Exercise details >>
How many lines of the listing below hold the word "return"? Answer with the number alone.

Data for review >>
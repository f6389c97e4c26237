//! services/api/src/config.rs
//!
//! Defines the application's configuration structure and loading logic.
//!
//! All configuration is loaded from environment variables at startup. The `.env`
//! file is used for local development.

use chrono::{Duration, FixedOffset};
use kayak_rental_core::domain::Tariff;
use std::net::SocketAddr;
use std::str::FromStr;
use tracing::Level;

/// A custom error type for configuration loading failures.
#[derive(Debug, thiserror::Error)]
pub enum ConfigError {
    #[error("Missing the environment variable {0}")]
    MissingVar(String),
    #[error("Invalid value for the environment variable {0}: {1}")]
    InvalidValue(String, String),
}

/// Credentials for the administrator created when the user table is empty.
#[derive(Clone, Debug)]
pub struct BootstrapAdmin {
    pub name: String,
    pub email: String,
    pub password: String,
}

/// Holds all configuration loaded from the environment at startup.
#[derive(Clone, Debug)]
pub struct Config {
    pub bind_address: SocketAddr,
    /// `None` runs the service on the in-memory store.
    pub database_url: Option<String>,
    pub log_level: Level,
    pub cors_origin: String,
    pub public_base_url: String,
    /// Local zone for day/week/month report boundaries.
    pub report_offset: FixedOffset,
    pub allow_signup: bool,
    pub tariff: Tariff,
    pub bootstrap_admin: Option<BootstrapAdmin>,
}

impl Config {
    /// Loads configuration from environment variables.
    ///
    /// It will look for a `.env` file in the current directory for development,
    /// but this is skipped in test environments to ensure tests are hermetic.
    pub fn from_env() -> Result<Self, ConfigError> {
        // Only load from .env in non-test mode to avoid contamination.
        if !cfg!(test) {
            dotenvy::dotenv().ok();
        }

        // --- Load Server and Database Settings ---
        let bind_address = parse_var("BIND_ADDRESS", "0.0.0.0:3000")?;
        let database_url = std::env::var("DATABASE_URL").ok().filter(|s| !s.is_empty());

        let log_level_str = std::env::var("RUST_LOG").unwrap_or_else(|_| "INFO".to_string());
        let log_level = log_level_str.parse::<Level>().map_err(|_| {
            ConfigError::InvalidValue(
                "RUST_LOG".to_string(),
                format!("'{}' is not a valid log level", log_level_str),
            )
        })?;

        let cors_origin = std::env::var("CORS_ORIGIN")
            .unwrap_or_else(|_| "http://localhost:3000".to_string());
        let public_base_url = std::env::var("PUBLIC_BASE_URL")
            .unwrap_or_else(|_| "http://localhost:3000".to_string())
            .trim_end_matches('/')
            .to_string();

        // --- Load Rental Settings ---
        let report_offset = parse_var("REPORT_UTC_OFFSET", "+00:00")?;
        let allow_signup = parse_var("ALLOW_SIGNUP", "false")?;

        let defaults = Tariff::default();
        let simple_price = parse_var("RENTAL_PRICE_SIMPLE", &defaults.simple_price.to_string())?;
        let double_price = parse_var("RENTAL_PRICE_DOUBLE", &defaults.double_price.to_string())?;
        check_price("RENTAL_PRICE_SIMPLE", simple_price)?;
        check_price("RENTAL_PRICE_DOUBLE", double_price)?;
        let duration_minutes: i64 = parse_var(
            "RENTAL_DURATION_MINUTES",
            &defaults.duration.num_minutes().to_string(),
        )?;
        if duration_minutes <= 0 {
            return Err(ConfigError::InvalidValue(
                "RENTAL_DURATION_MINUTES".to_string(),
                "must be positive".to_string(),
            ));
        }
        let tariff = Tariff {
            simple_price,
            double_price,
            duration: Duration::minutes(duration_minutes),
        };

        // --- Load Bootstrap Administrator (all or nothing) ---
        let bootstrap_admin = match (
            std::env::var("BOOTSTRAP_ADMIN_EMAIL").ok(),
            std::env::var("BOOTSTRAP_ADMIN_PASSWORD").ok(),
        ) {
            (Some(email), Some(password)) => Some(BootstrapAdmin {
                name: std::env::var("BOOTSTRAP_ADMIN_NAME")
                    .unwrap_or_else(|_| "Administrator".to_string()),
                email,
                password,
            }),
            (Some(_), None) => {
                return Err(ConfigError::MissingVar("BOOTSTRAP_ADMIN_PASSWORD".to_string()))
            }
            (None, Some(_)) => {
                return Err(ConfigError::MissingVar("BOOTSTRAP_ADMIN_EMAIL".to_string()))
            }
            (None, None) => None,
        };

        Ok(Self {
            bind_address,
            database_url,
            log_level,
            cors_origin,
            public_base_url,
            report_offset,
            allow_signup,
            tariff,
            bootstrap_admin,
        })
    }
}

/// Prices must be positive and fit the stored `BIGINT` amount.
fn check_price(name: &str, price: u64) -> Result<(), ConfigError> {
    if price == 0 || i64::try_from(price).is_err() {
        return Err(ConfigError::InvalidValue(
            name.to_string(),
            format!("{} is not a positive amount", price),
        ));
    }
    Ok(())
}

/// Reads `name`, falling back to `default`, and parses it.
fn parse_var<T>(name: &str, default: &str) -> Result<T, ConfigError>
where
    T: FromStr,
    T::Err: std::fmt::Display,
{
    let raw = std::env::var(name).unwrap_or_else(|_| default.to_string());
    raw.parse::<T>()
        .map_err(|e| ConfigError::InvalidValue(name.to_string(), e.to_string()))
}

#[cfg(test)]
mod tests {
    use super::*;
    use serial_test::serial;

    const VARS: &[&str] = &[
        "BIND_ADDRESS",
        "DATABASE_URL",
        "RUST_LOG",
        "CORS_ORIGIN",
        "PUBLIC_BASE_URL",
        "REPORT_UTC_OFFSET",
        "ALLOW_SIGNUP",
        "RENTAL_PRICE_SIMPLE",
        "RENTAL_PRICE_DOUBLE",
        "RENTAL_DURATION_MINUTES",
        "BOOTSTRAP_ADMIN_NAME",
        "BOOTSTRAP_ADMIN_EMAIL",
        "BOOTSTRAP_ADMIN_PASSWORD",
    ];

    fn clear_env() {
        for var in VARS {
            std::env::remove_var(var);
        }
    }

    #[test]
    #[serial]
    fn test_defaults() {
        clear_env();
        let config = Config::from_env().unwrap();
        assert_eq!(config.bind_address.port(), 3000);
        assert!(config.database_url.is_none());
        assert_eq!(config.log_level, Level::INFO);
        assert_eq!(config.report_offset.local_minus_utc(), 0);
        assert!(!config.allow_signup);
        assert_eq!(config.tariff, Tariff::default());
        assert!(config.bootstrap_admin.is_none());
    }

    #[test]
    #[serial]
    fn test_overrides() {
        clear_env();
        std::env::set_var("DATABASE_URL", "postgres://localhost/kayaks");
        std::env::set_var("REPORT_UTC_OFFSET", "-03:00");
        std::env::set_var("ALLOW_SIGNUP", "true");
        std::env::set_var("RENTAL_PRICE_SIMPLE", "7000");
        std::env::set_var("RENTAL_DURATION_MINUTES", "45");
        std::env::set_var("PUBLIC_BASE_URL", "https://rentals.example.com/");
        std::env::set_var("BOOTSTRAP_ADMIN_EMAIL", "admin@kayak.com");
        std::env::set_var("BOOTSTRAP_ADMIN_PASSWORD", "s3cret");

        let config = Config::from_env().unwrap();
        clear_env();

        assert_eq!(config.database_url.as_deref(), Some("postgres://localhost/kayaks"));
        assert_eq!(config.report_offset.local_minus_utc(), -3 * 3600);
        assert!(config.allow_signup);
        assert_eq!(config.tariff.simple_price, 7000);
        assert_eq!(config.tariff.double_price, 8000);
        assert_eq!(config.tariff.duration, Duration::minutes(45));
        assert_eq!(config.public_base_url, "https://rentals.example.com");
        let admin = config.bootstrap_admin.unwrap();
        assert_eq!(admin.name, "Administrator");
        assert_eq!(admin.email, "admin@kayak.com");
    }

    #[test]
    #[serial]
    fn test_invalid_values_are_reported() {
        clear_env();
        std::env::set_var("RENTAL_PRICE_DOUBLE", "lots");
        let err = Config::from_env().unwrap_err();
        clear_env();
        assert!(matches!(err, ConfigError::InvalidValue(ref var, _) if var == "RENTAL_PRICE_DOUBLE"));

        std::env::set_var("RENTAL_DURATION_MINUTES", "0");
        let err = Config::from_env().unwrap_err();
        clear_env();
        assert!(matches!(err, ConfigError::InvalidValue(ref var, _) if var == "RENTAL_DURATION_MINUTES"));
    }

    #[test]
    #[serial]
    fn test_prices_must_be_positive() {
        clear_env();
        std::env::set_var("RENTAL_PRICE_SIMPLE", "0");
        let err = Config::from_env().unwrap_err();
        clear_env();
        assert!(matches!(err, ConfigError::InvalidValue(ref var, _) if var == "RENTAL_PRICE_SIMPLE"));

        std::env::set_var("RENTAL_PRICE_DOUBLE", u64::MAX.to_string());
        let err = Config::from_env().unwrap_err();
        clear_env();
        assert!(matches!(err, ConfigError::InvalidValue(ref var, _) if var == "RENTAL_PRICE_DOUBLE"));
    }

    #[test]
    #[serial]
    fn test_half_configured_bootstrap_admin_is_rejected() {
        clear_env();
        std::env::set_var("BOOTSTRAP_ADMIN_EMAIL", "admin@kayak.com");
        let err = Config::from_env().unwrap_err();
        clear_env();
        assert!(matches!(err, ConfigError::MissingVar(ref var) if var == "BOOTSTRAP_ADMIN_PASSWORD"));
    }
}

Completed exercise >>
4